ABOUT THIS TASK: In the records below, find the line that contains "the single queue" and the line that contains "assert_eq!(workers.len(), 3);". Set down exactly those lines and every line between them, and nothing more.

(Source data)
################
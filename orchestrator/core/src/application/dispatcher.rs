// Copyright (c) 2026 swarm-provisioner contributors
// SPDX-License-Identifier: AGPL-3.0
//! Service Dispatcher
//!
//! Hands finished service specifications to a pool of workers that perform
//! the remote "create service" call off the launch path.
//!
//! ```text
//! AgentLauncher ──dispatch()──▶ bounded queue ──▶ worker 0..N ──▶ ServiceOrchestrator
//!   (try_send, never blocks)     (in-flight keys)       │
//!                                                       └──▶ EventBus + listener
//! ```
//!
//! The caller only learns whether the job was accepted. Creation results are
//! logged, echoed to the launch listener and published on the event bus.
//!
//! # Architecture
//!
//! - **Layer:** Application Layer
//! - **Purpose:** Fire-and-forget service creation with explicit backpressure

use chrono::{DateTime, Utc};
use dashmap::mapref::entry::Entry;
use dashmap::DashMap;
use std::sync::Arc;
use tokio::sync::{mpsc, Mutex};
use tokio::task::JoinHandle;
use tracing::{debug, error, info};

use crate::domain::events::LaunchEvent;
use crate::domain::launch::LaunchListener;
use crate::domain::service_spec::ServiceSpecification;
use crate::domain::swarm::{DispatchError, ServiceOrchestrator};
use crate::infrastructure::event_bus::EventBus;

/// Accepts finished specifications for out-of-band creation.
pub trait ServiceDispatcher: Send + Sync {
    /// Enqueue creation of `spec` under the unique launch `key`.
    ///
    /// Returns as soon as the job is queued; never waits for the swarm.
    fn dispatch(
        &self,
        key: String,
        spec: ServiceSpecification,
        listener: Arc<dyn LaunchListener>,
    ) -> Result<(), DispatchError>;
}

struct DispatchJob {
    key: String,
    spec: ServiceSpecification,
    listener: Arc<dyn LaunchListener>,
}

type InFlight = Arc<DashMap<String, DateTime<Utc>>>;

/// Queue handle shared by every launcher. Cloning is cheap.
#[derive(Clone)]
pub struct SwarmDispatcher {
    sender: mpsc::Sender<DispatchJob>,
    in_flight: InFlight,
}

/// Worker pool handle; see [`DispatchWorkers::join`].
pub struct DispatchWorkers {
    handles: Vec<JoinHandle<()>>,
}

impl SwarmDispatcher {
    /// Spawn `workers` tasks draining a queue of `capacity` pending jobs.
    ///
    /// Must be called from within a tokio runtime.
    pub fn start(
        orchestrator: Arc<dyn ServiceOrchestrator>,
        events: EventBus,
        workers: usize,
        capacity: usize,
    ) -> (Self, DispatchWorkers) {
        let (sender, receiver) = mpsc::channel(capacity.max(1));
        let receiver = Arc::new(Mutex::new(receiver));
        let in_flight: InFlight = Arc::new(DashMap::new());

        let handles = (0..workers.max(1))
            .map(|worker_id| {
                tokio::spawn(run_worker(
                    worker_id,
                    Arc::clone(&receiver),
                    Arc::clone(&orchestrator),
                    events.clone(),
                    Arc::clone(&in_flight),
                ))
            })
            .collect();

        info!(workers = workers.max(1), capacity = capacity.max(1), "Service dispatcher started");
        (Self { sender, in_flight }, DispatchWorkers { handles })
    }

    pub fn in_flight(&self) -> usize {
        self.in_flight.len()
    }

    pub fn is_in_flight(&self, key: &str) -> bool {
        self.in_flight.contains_key(key)
    }
}

impl ServiceDispatcher for SwarmDispatcher {
    fn dispatch(
        &self,
        key: String,
        spec: ServiceSpecification,
        listener: Arc<dyn LaunchListener>,
    ) -> Result<(), DispatchError> {
        match self.in_flight.entry(key.clone()) {
            Entry::Occupied(_) => return Err(DispatchError::KeyInFlight(key)),
            Entry::Vacant(slot) => {
                slot.insert(Utc::now());
            }
        }

        let job = DispatchJob {
            key: key.clone(),
            spec,
            listener,
        };
        self.sender.try_send(job).map_err(|e| {
            self.in_flight.remove(&key);
            match e {
                mpsc::error::TrySendError::Full(_) => DispatchError::QueueFull(key),
                mpsc::error::TrySendError::Closed(_) => DispatchError::Closed,
            }
        })
    }
}

impl DispatchWorkers {
    pub fn len(&self) -> usize {
        self.handles.len()
    }

    pub fn is_empty(&self) -> bool {
        self.handles.is_empty()
    }

    /// Wait for every worker to exit.
    ///
    /// Workers stop once the queue is drained and every [`SwarmDispatcher`]
    /// handle has been dropped.
    pub async fn join(self) {
        for handle in self.handles {
            if let Err(e) = handle.await {
                error!(error = %e, "Dispatch worker terminated abnormally");
            }
        }
    }
}

async fn run_worker(
    worker_id: usize,
    receiver: Arc<Mutex<mpsc::Receiver<DispatchJob>>>,
    orchestrator: Arc<dyn ServiceOrchestrator>,
    events: EventBus,
    in_flight: InFlight,
) {
    loop {
        let next = receiver.lock().await.recv().await;
        let Some(job) = next else {
            debug!(worker_id, "Dispatch queue closed, worker exiting");
            break;
        };
        create_service(worker_id, job, orchestrator.as_ref(), &events, &in_flight).await;
    }
}

async fn create_service(
    worker_id: usize,
    job: DispatchJob,
    orchestrator: &dyn ServiceOrchestrator,
    events: &EventBus,
    in_flight: &InFlight,
) {
    let DispatchJob { key, spec, listener } = job;
    debug!(worker_id, agent = %key, "Creating service");

    let result = orchestrator.create_service(&spec).await;
    // Released before publishing so observers may launch the key again.
    in_flight.remove(&key);

    match result {
        Ok(service_id) => {
            info!(agent = %key, service_id = %service_id.as_str(), "Service created");
            metrics::counter!("swarm_provisioner_service_creates_total", "outcome" => "created").increment(1);
            listener.println(&format!("Created service {} for agent {}", service_id.as_str(), key));
            events.publish(LaunchEvent::ServiceCreated {
                agent: key,
                service_id: service_id.0,
                created_at: Utc::now(),
            });
        }
        Err(e) => {
            error!(agent = %key, error = %e, "Service creation failed");
            metrics::counter!("swarm_provisioner_service_creates_total", "outcome" => "failed").increment(1);
            listener.println(&format!("Failed to create service for agent {}: {}", key, e));
            events.publish(LaunchEvent::ServiceCreateFailed {
                agent: key,
                error: e.to_string(),
                failed_at: Utc::now(),
            });
        }
    }
}

#[cfg(test)]
mod tests {
    use super::*;
    use crate::domain::launch::RecordingListener;
    use crate::domain::service_spec::{ServiceSkeleton, ServiceSpecBuilder};
    use crate::domain::swarm::{DirectoryError, ServiceId};
    use async_trait::async_trait;
    use tokio::sync::Semaphore;

    /// Blocks every creation until a permit is released; reports entry.
    struct GatedOrchestrator {
        gate: Semaphore,
        entered: mpsc::UnboundedSender<String>,
        fail: bool,
    }

    #[async_trait]
    impl ServiceOrchestrator for GatedOrchestrator {
        async fn create_service(&self, spec: &ServiceSpecification) -> Result<ServiceId, DirectoryError> {
            let _ = self.entered.send(spec.name.clone());
            if let Ok(permit) = self.gate.acquire().await {
                permit.forget();
            }
            if self.fail {
                Err(DirectoryError::Api {
                    status: 409,
                    message: "name conflicts with an existing object".to_string(),
                })
            } else {
                Ok(ServiceId::new(format!("svc-{}", spec.name)))
            }
        }
    }

    fn spec(name: &str) -> ServiceSpecification {
        ServiceSpecBuilder::new(ServiceSkeleton {
            name: name.to_string(),
            image: "builder:1".to_string(),
            command: vec![],
            env: vec![],
            dir: None,
            user: None,
        })
        .build()
    }

    fn orchestrator(fail: bool) -> (Arc<GatedOrchestrator>, mpsc::UnboundedReceiver<String>) {
        let (entered, entered_rx) = mpsc::unbounded_channel();
        let orchestrator = Arc::new(GatedOrchestrator {
            gate: Semaphore::new(0),
            entered,
            fail,
        });
        (orchestrator, entered_rx)
    }

    #[tokio::test]
    async fn test_key_reuse_while_in_flight_is_rejected() {
        let (orchestrator, mut entered) = orchestrator(false);
        let events = EventBus::new(16);
        let mut receiver = events.subscribe();
        let (dispatcher, workers) = SwarmDispatcher::start(orchestrator.clone(), events, 1, 4);
        let listener = Arc::new(RecordingListener::new());

        dispatcher.dispatch("agent-1".to_string(), spec("agent-1"), listener.clone()).unwrap();
        let err = dispatcher
            .dispatch("agent-1".to_string(), spec("agent-1"), listener.clone())
            .unwrap_err();
        assert!(matches!(err, DispatchError::KeyInFlight(ref key) if key == "agent-1"));

        assert_eq!(entered.recv().await.as_deref(), Some("agent-1"));
        orchestrator.gate.add_permits(1);
        let event = receiver.recv().await.unwrap();
        assert!(matches!(event, LaunchEvent::ServiceCreated { ref service_id, .. } if service_id == "svc-agent-1"));
        assert!(!dispatcher.is_in_flight("agent-1"));

        drop(dispatcher);
        workers.join().await;
        assert_eq!(listener.lines(), vec!["Created service svc-agent-1 for agent agent-1".to_string()]);
    }

    #[tokio::test]
    async fn test_full_queue_rejects_and_releases_key() {
        let (orchestrator, mut entered) = orchestrator(false);
        let (dispatcher, workers) = SwarmDispatcher::start(orchestrator.clone(), EventBus::default(), 1, 1);
        let listener: Arc<dyn LaunchListener> = Arc::new(RecordingListener::new());

        dispatcher.dispatch("a".to_string(), spec("a"), listener.clone()).unwrap();
        // Worker holds "a"; the single queue slot takes "b".
        assert_eq!(entered.recv().await.as_deref(), Some("a"));
        dispatcher.dispatch("b".to_string(), spec("b"), listener.clone()).unwrap();

        let err = dispatcher.dispatch("c".to_string(), spec("c"), listener.clone()).unwrap_err();
        assert!(matches!(err, DispatchError::QueueFull(ref key) if key == "c"));
        assert!(!dispatcher.is_in_flight("c"));
        assert_eq!(dispatcher.in_flight(), 2);

        orchestrator.gate.add_permits(2);
        drop(dispatcher);
        workers.join().await;
    }

    #[tokio::test]
    async fn test_creation_failure_is_published_not_returned() {
        let (orchestrator, _entered) = orchestrator(true);
        orchestrator.gate.add_permits(1);
        let events = EventBus::new(16);
        let mut receiver = events.subscribe_agent("agent-9");
        let (dispatcher, workers) = SwarmDispatcher::start(orchestrator, events, 2, 8);
        let listener = Arc::new(RecordingListener::new());

        assert!(dispatcher.dispatch("agent-9".to_string(), spec("agent-9"), listener.clone()).is_ok());

        let event = receiver.recv().await.unwrap();
        assert!(matches!(event, LaunchEvent::ServiceCreateFailed { ref error, .. } if error.contains("409")));
        drop(dispatcher);
        workers.join().await;
        assert_eq!(listener.lines().len(), 1);
    }

    #[tokio::test]
    async fn test_workers_exit_when_dispatchers_dropped() {
        let (orchestrator, _entered) = orchestrator(false);
        let (dispatcher, workers) = SwarmDispatcher::start(orchestrator, EventBus::default(), 3, 8);
        assert_eq!(workers.len(), 3);
        drop(dispatcher);
        tokio::time::timeout(std::time::Duration::from_secs(5), workers.join())
            .await
            .expect("workers did not stop");
    }
}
################
TASK SOLUTION:
        // Worker holds "a"; the single queue slot takes "b".
        assert_eq!(entered.recv().await.as_deref(), Some("a"));
        dispatcher.dispatch("b".to_string(), spec("b"), listener.clone()).unwrap();

        let err = dispatcher.dispatch("c".to_string(), spec("c"), listener.clone()).unwrap_err();
        assert!(matches!(err, DispatchError::QueueFull(ref key) if key == "c"));
        assert!(!dispatcher.is_in_flight("c"));
        assert_eq!(dispatcher.in_flight(), 2);

        orchestrator.gate.add_permits(2);
        drop(dispatcher);
        workers.join().await;
    }

    #[tokio::test]
    async fn test_creation_failure_is_published_not_returned() {
        let (orchestrator, _entered) = orchestrator(true);
        orchestrator.gate.add_permits(1);
        let events = EventBus::new(16);
        let mut receiver = events.subscribe_agent("agent-9");
        let (dispatcher, workers) = SwarmDispatcher::start(orchestrator, events, 2, 8);
        let listener = Arc::new(RecordingListener::new());

        assert!(dispatcher.dispatch("agent-9".to_string(), spec("agent-9"), listener.clone()).is_ok());

        let event = receiver.recv().await.unwrap();
        assert!(matches!(event, LaunchEvent::ServiceCreateFailed { ref error, .. } if error.contains("409")));
        drop(dispatcher);
        workers.join().await;
        assert_eq!(listener.lines().len(), 1);
    }

    #[tokio::test]
    async fn test_workers_exit_when_dispatchers_dropped() {
        let (orchestrator, _entered) = orchestrator(false);
        let (dispatcher, workers) = SwarmDispatcher::start(orchestrator, EventBus::default(), 3, 8);
        assert_eq!(workers.len(), 3);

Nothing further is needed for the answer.